Iron deficiency anemia

The AAFP states iron deficiency is the most common cause of microcytic anemia.

The reason behind iron deficiency often varies depending on a person’s age and sex.

In children, nutritional deficiencies are usually the cause of iron deficiency anemia.

In menstruating women, menstrual blood loss is the most common culprit for iron deficiency.

The most common reason for iron deficiency in adult men and nonmenstruating women is blood loss. Most commonly, this blood loss occurs in the gut, which may be the result of a bleeding ulcer in the stomach.

In some cases, a tumor in the gut can cause bleeding. Some people may need additional testing to look for a tumor or to rule it out.

Older adults may have iron deficiency anemia from because their diet lacks certain nutrients, or because they have particular chronic health conditions that hinder their body’s ability to absorb iron. An article in American Family Physician found that anemia prevalence ranges from 8-44 percent in older men.

Lead poisoning

Children who are exposed to lead-based paint because they live in an older home, or because it is on toys or other objects, can get lead poisoning when they put objects in their mouths.

Contaminated water and exposure to heavy industrial pollution can also cause lead poisoning, though this is less common.

Sideroblastic anemia

Congenital sideroblastic anemia is an inherited blood disorder that affects the bone marrow’s ability to produce red blood cells. Though it can cause microcytic anemia, it is less common than the other causes.

Share on PinterestA doctor may recommend iron supplements to treat anemia.

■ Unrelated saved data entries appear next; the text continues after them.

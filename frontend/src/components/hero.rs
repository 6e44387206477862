//! Hero section component

use leptos::*;

#[component]
pub fn Hero() -> impl IntoView {
    view! {
        <div class="hero">
            <h1>"System Prompt Generator"</h1>
            <p class="subtitle">
                "Upload the call flow, an example script, the job description and the job details. "
                "The generator returns a ready-to-use recruiter system prompt."
            </p>
        </div>
    }
}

People that develop anemia of any type should see their doctor for treatment, even if no symptoms are present.

Although somebody who has mild anemia may feel fine, the condition can cause damage to critical organs in the body over time. Severe or long-lasting anemia can even cause death.

Treatment depends on the underlying cause of microcytic anemia. Doctors may need to carry out some tests to determine a cause so that they can put together a treatment plan.

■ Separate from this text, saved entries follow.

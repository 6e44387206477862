//! Browser helpers for exposing the generated prompt.

use web_sys::{Blob, BlobPropertyBag, Url};

use crate::types::{AppError, AppResult, ResponseArtifact};

/// Wrap the artifact in a `Blob` and return an object URL for it.
///
/// The URL lives as long as the document; it is never revoked.
pub fn create_object_url(artifact: &ResponseArtifact) -> AppResult<String> {
    let bytes = js_sys::Uint8Array::from(artifact.bytes.as_slice());
    let parts = js_sys::Array::of1(&bytes);

    let options = BlobPropertyBag::new();
    if let Some(content_type) = &artifact.content_type {
        options.set_type(content_type);
    }

    let blob = Blob::new_with_u8_array_sequence_and_options(&parts, &options)
        .map_err(|e| AppError::Dom(format!("Failed to create Blob: {:?}", e)))?;

    Url::create_object_url_with_blob(&blob)
        .map_err(|e| AppError::Dom(format!("Failed to create object URL: {:?}", e)))
}

/// Blocking `window.alert`.
pub fn alert(message: &str) -> AppResult<()> {
    let window = web_sys::window().ok_or_else(|| AppError::Dom("no global window".into()))?;
    window
        .alert_with_message(message)
        .map_err(|e| AppError::Dom(format!("alert failed: {:?}", e)))
}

Doctors may recommend iron supplements, which often resolve microcytic anemia in children. If they do not help, further tests may be needed to check for blood loss or another possible cause.

Other treatment options include:

  • antibiotics to treat chronic infections that are causing anemia
  • hormones to treat heavy menstrual bleeding
  • a medication that stimulates the body to make more red blood cells
  • blood transfusions (in more severe cases).
  • surgery to correct a bleeding stomach ulcer or a tumor in the gut

Chelation, which is a therapy that helps reduce lead levels in the body, may also be used. This therapy is sometimes helpful in children with anemia, because anemia makes them more likely to get lead poisoning.

In some cases, such as with an inherited disorder, there is no proven way to prevent microcytic anemia completely.

Eating a balanced diet high in iron, vitamin B12, vitamin C, and folic acid can be helpful for almost anyone with anemia.

People who do not get enough iron in their diets may need to take supplements under a doctor’s supervision.

The American Academy of Pediatrics says that infants should not be given cow’s milk especially before they are 12 months old. Giving cow’s milk to a child too early can cause blood loss in the stool and can interfere with iron absorption.

Parents should ask their pediatricians about the right age to introduce cow’s milk.

Breast-fed babies usually get enough iron from their mothers up to 4 months of age. Once the baby is ready for solid foods, introduce foods with added iron to their diet. Give formula-fed babies formula that has proper amounts of iron.

Children and cow’s milk

Older children can usually consume up to 2 cups of whole cow’s milk per day. Drinking more than this amount can lead to iron deficiency anemia.

Anemia can occur because:

  • milk is naturally low in iron
  • milk can fill a child up, leaving less room for iron-rich foods in the diet
  • milk contains calcium and casein, which interfere with the body’s ability to absorb iron

Good food sources of iron

People of all ages can benefit from iron-rich foods that can help prevent some types of anemia. Also, foods high in vitamin C, such as citrus fruits, help the body absorb iron better.

The body absorbs the animal form of iron most efficiently, so vegetarians may need to be more mindful of getting enough iron.

Some of the most common iron-rich foods include:

  • red meat
  • egg yolks
  • fortified grains and cereals
  • beans
  • leafy, green vegetables
  • tomatoes
  • potatoes
  • raisins

The long-term outlook for people with microcytic anemia depends largely upon the cause of the anemia. Most cases are mild, particularly those that are caused by a slight iron deficiency.

More severe forms or those caused by thalassemia, ulcers, or tumors may require more medical care.

The key to a higher quality of life with microcytic anemia is to identify it and treat it as soon as possible.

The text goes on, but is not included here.